STAKEHOLDER ANALYSIS IN THE NIGER DELTA
The concept of violence or crisis in the Niger delta region has attracted academic scholarship in international politics. In the third world countries, the causes of conflict are usually associated to leadership failure and revenue allocation. The Niger delta area/region which comprise of six major states in the south-south geo-political zone in the country (Rivers, Bayelsa, Edo, Delta, Cross Rivers and Akwa Ibom). It could also be stated that the region extended to some areas geographically because of the deposited of oil well such as Ondo state, Imo state.
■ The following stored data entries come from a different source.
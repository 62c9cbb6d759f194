//! MySQL Binlog 이벤트 타입 및 도메인 이벤트 정의

use crate::value::CellValue;
use chrono::{DateTime, Utc};
use serde::ser::SerializeMap;
use serde::{Serialize, Serializer};
use std::fmt;

/// MySQL / MariaDB Binlog 이벤트 타입
#[derive(Debug, Clone, Copy, PartialEq, Eq, Hash)]
pub enum EventType {
    /// 알 수 없는 이벤트
    Unknown(u8),
    /// 쿼리 이벤트 (BEGIN, COMMIT, DDL)
    QueryEvent,
    StopEvent,
    /// 로테이션 이벤트 (새 binlog 파일)
    RotateEvent,
    /// 포맷 설명 이벤트 (체크섬, post-header 길이)
    FormatDescriptionEvent,
    /// 트랜잭션 커밋
    XidEvent,
    /// 테이블 맵 이벤트 (스키마 정보)
    TableMapEvent,
    WriteRowsEventV1,
    UpdateRowsEventV1,
    DeleteRowsEventV1,
    HeartbeatEvent,
    RowsQueryEvent,
    WriteRowsEvent,
    UpdateRowsEvent,
    DeleteRowsEvent,
    /// GTID 이벤트 (Global Transaction ID)
    GtidEvent,
    AnonymousGtidEvent,
    PreviousGtidsEvent,
    PartialUpdateRowsEvent,
    /// 압축된 트랜잭션 페이로드
    TransactionPayloadEvent,
    HeartbeatEventV2,
    MariadbAnnotateRowsEvent,
    MariadbBinlogCheckpointEvent,
    MariadbGtidEvent,
    MariadbGtidListEvent,
    MariadbStartEncryptionEvent,
}

impl EventType {
    pub fn from_u8(val: u8) -> Self {
        match val {
            2 => EventType::QueryEvent,
            3 => EventType::StopEvent,
            4 => EventType::RotateEvent,
            15 => EventType::FormatDescriptionEvent,
            16 => EventType::XidEvent,
            19 => EventType::TableMapEvent,
            23 => EventType::WriteRowsEventV1,
            24 => EventType::UpdateRowsEventV1,
            25 => EventType::DeleteRowsEventV1,
            27 => EventType::HeartbeatEvent,
            29 => EventType::RowsQueryEvent,
            30 => EventType::WriteRowsEvent,
            31 => EventType::UpdateRowsEvent,
            32 => EventType::DeleteRowsEvent,
            33 => EventType::GtidEvent,
            34 => EventType::AnonymousGtidEvent,
            35 => EventType::PreviousGtidsEvent,
            39 => EventType::PartialUpdateRowsEvent,
            40 => EventType::TransactionPayloadEvent,
            41 => EventType::HeartbeatEventV2,
            160 => EventType::MariadbAnnotateRowsEvent,
            161 => EventType::MariadbBinlogCheckpointEvent,
            162 => EventType::MariadbGtidEvent,
            163 => EventType::MariadbGtidListEvent,
            164 => EventType::MariadbStartEncryptionEvent,
            other => EventType::Unknown(other),
        }
    }

    /// 이 row 이벤트가 만드는 변경 연산
    pub fn operation(&self) -> Option<OperationType> {
        match self {
            EventType::WriteRowsEventV1 | EventType::WriteRowsEvent => Some(OperationType::Insert),
            EventType::UpdateRowsEventV1 | EventType::UpdateRowsEvent => Some(OperationType::Update),
            EventType::DeleteRowsEventV1 | EventType::DeleteRowsEvent => Some(OperationType::Delete),
            _ => None,
        }
    }

    /// v2 row 이벤트는 post-header 뒤에 extra data 블록이 있다
    pub fn has_extra_row_data(&self) -> bool {
        matches!(
            self,
            EventType::WriteRowsEvent | EventType::UpdateRowsEvent | EventType::DeleteRowsEvent
        )
    }
}

/// Binlog 이벤트 헤더
#[derive(Debug, Clone, PartialEq, Eq)]
pub struct EventHeader {
    /// 이벤트 타임스탬프 (초 단위)
    pub timestamp: u32,
    /// 이벤트 타입
    pub event_type: EventType,
    /// MySQL 서버 ID
    pub server_id: u32,
    /// 이벤트 길이 (바이트)
    pub event_length: u32,
    /// 다음 이벤트 위치
    pub next_pos: u32,
    /// 이벤트 플래그
    pub flags: u16,
}

/// 변경 연산 타입
#[derive(Debug, Clone, Copy, PartialEq, Eq, Hash, Serialize)]
#[serde(rename_all = "UPPERCASE")]
pub enum OperationType {
    Insert,
    Update,
    Delete,
}

impl OperationType {
    pub fn as_str(&self) -> &'static str {
        match self {
            OperationType::Insert => "INSERT",
            OperationType::Update => "UPDATE",
            OperationType::Delete => "DELETE",
        }
    }
}

impl fmt::Display for OperationType {
    fn fmt(&self, f: &mut fmt::Formatter<'_>) -> fmt::Result {
        f.write_str(self.as_str())
    }
}

/// 컬럼 순서를 유지하는 행 이미지 (컬럼명 -> 값)
#[derive(Debug, Clone, Default, PartialEq)]
pub struct RowImage {
    columns: Vec<(String, CellValue)>,
}

impl RowImage {
    pub fn new() -> Self {
        RowImage {
            columns: Vec::new(),
        }
    }

    pub fn push(&mut self, name: impl Into<String>, value: CellValue) {
        self.columns.push((name.into(), value));
    }

    pub fn get(&self, name: &str) -> Option<&CellValue> {
        self.columns
            .iter()
            .find(|(column, _)| column == name)
            .map(|(_, value)| value)
    }

    pub fn iter(&self) -> impl Iterator<Item = (&str, &CellValue)> {
        self.columns.iter().map(|(name, value)| (name.as_str(), value))
    }

    pub fn names(&self) -> impl Iterator<Item = &str> {
        self.columns.iter().map(|(name, _)| name.as_str())
    }

    pub fn len(&self) -> usize {
        self.columns.len()
    }

    pub fn is_empty(&self) -> bool {
        self.columns.is_empty()
    }
}

impl FromIterator<(String, CellValue)> for RowImage {
    fn from_iter<I: IntoIterator<Item = (String, CellValue)>>(iter: I) -> Self {
        RowImage {
            columns: iter.into_iter().collect(),
        }
    }
}

impl IntoIterator for RowImage {
    type Item = (String, CellValue);
    type IntoIter = std::vec::IntoIter<(String, CellValue)>;

    fn into_iter(self) -> Self::IntoIter {
        self.columns.into_iter()
    }
}

impl Serialize for RowImage {
    fn serialize<S: Serializer>(&self, serializer: S) -> Result<S::Ok, S::Error> {
        let mut map = serializer.serialize_map(Some(self.columns.len()))?;
        for (name, value) in &self.columns {
            map.serialize_entry(name, value)?;
        }
        map.end()
    }
}

/// CDC 변경 이벤트 (row 하나당 하나)
///
/// 생성 후에는 변경되지 않으며 `Arc<Event>` 로 전달된다.
#[derive(Debug, Clone, PartialEq, Serialize)]
#[serde(tag = "type", rename_all = "UPPERCASE")]
pub enum Event {
    Insert {
        schema: String,
        table: String,
        timestamp: DateTime<Utc>,
        checkpoint: String,
        after: RowImage,
    },
    Update {
        schema: String,
        table: String,
        timestamp: DateTime<Utc>,
        checkpoint: String,
        before: RowImage,
        after: RowImage,
    },
    Delete {
        schema: String,
        table: String,
        timestamp: DateTime<Utc>,
        checkpoint: String,
        before: RowImage,
    },
}

impl Event {
    pub fn event_type(&self) -> OperationType {
        match self {
            Event::Insert { .. } => OperationType::Insert,
            Event::Update { .. } => OperationType::Update,
            Event::Delete { .. } => OperationType::Delete,
        }
    }

    pub fn schema(&self) -> &str {
        match self {
            Event::Insert { schema, .. } | Event::Update { schema, .. } | Event::Delete { schema, .. } => {
                schema
            }
        }
    }

    pub fn table(&self) -> &str {
        match self {
            Event::Insert { table, .. } | Event::Update { table, .. } | Event::Delete { table, .. } => table,
        }
    }

    /// 서버에서 이벤트가 기록된 시각
    pub fn timestamp(&self) -> DateTime<Utc> {
        match self {
            Event::Insert { timestamp, .. }
            | Event::Update { timestamp, .. }
            | Event::Delete { timestamp, .. } => *timestamp,
        }
    }

    /// 이 이벤트 시점의 재시작 위치
    pub fn checkpoint(&self) -> &str {
        match self {
            Event::Insert { checkpoint, .. }
            | Event::Update { checkpoint, .. }
            | Event::Delete { checkpoint, .. } => checkpoint,
        }
    }

    pub fn before(&self) -> Option<&RowImage> {
        match self {
            Event::Insert { .. } => None,
            Event::Update { before, .. } | Event::Delete { before, .. } => Some(before),
        }
    }

    pub fn after(&self) -> Option<&RowImage> {
        match self {
            Event::Insert { after, .. } | Event::Update { after, .. } => Some(after),
            Event::Delete { .. } => None,
        }
    }
}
The Niger delta militancy that gave birth to the kidnapping / pipeline vandalisation in the Niger Delta region that assumed its ugly face during late president Musa Yar’adua administration has raised a lot of security threat to the country/nation economy. The crisis has done serious damage to the safety of ordinary Nigerians as well as socio-economic and political development of the nation as a whole. The Niger Delta crisis according to security experts and academia in the various field of learning has attributed or heard their view that the divided menace could be able to thrive I that region because of the various role played by the stakeholders in the region and country at large.
It is very pertinent to know that conflict resulted into crisis stage due to the activities of the various stakeholders in the crisis; therefore, the Niger Delta which has poised serious security challenges to the country’s economy can be devoid of the stakeholders’ roles in the crises. This would make us to briefly discuss the role of stakeholders in the Niger Delta crisis in Nigeria.
Stakeholders in a conflict are the parties to conflict. Parties are individuals who are involve and participate to the conflict either directly or indirectly based on the feelings that they have interest to pursue, something at stake or because they believe that their interests and needs are being threatened in one way or the other.
According to a renowned scholar in the field of peace and conflict studies, Professor Isaac Olawale Albert, he identified three types of stakeholders in conflict in one of his lectures which are
Primary stakeholders- these are considered to be the most visible parties in a conflict. They are the main actor in the conflict.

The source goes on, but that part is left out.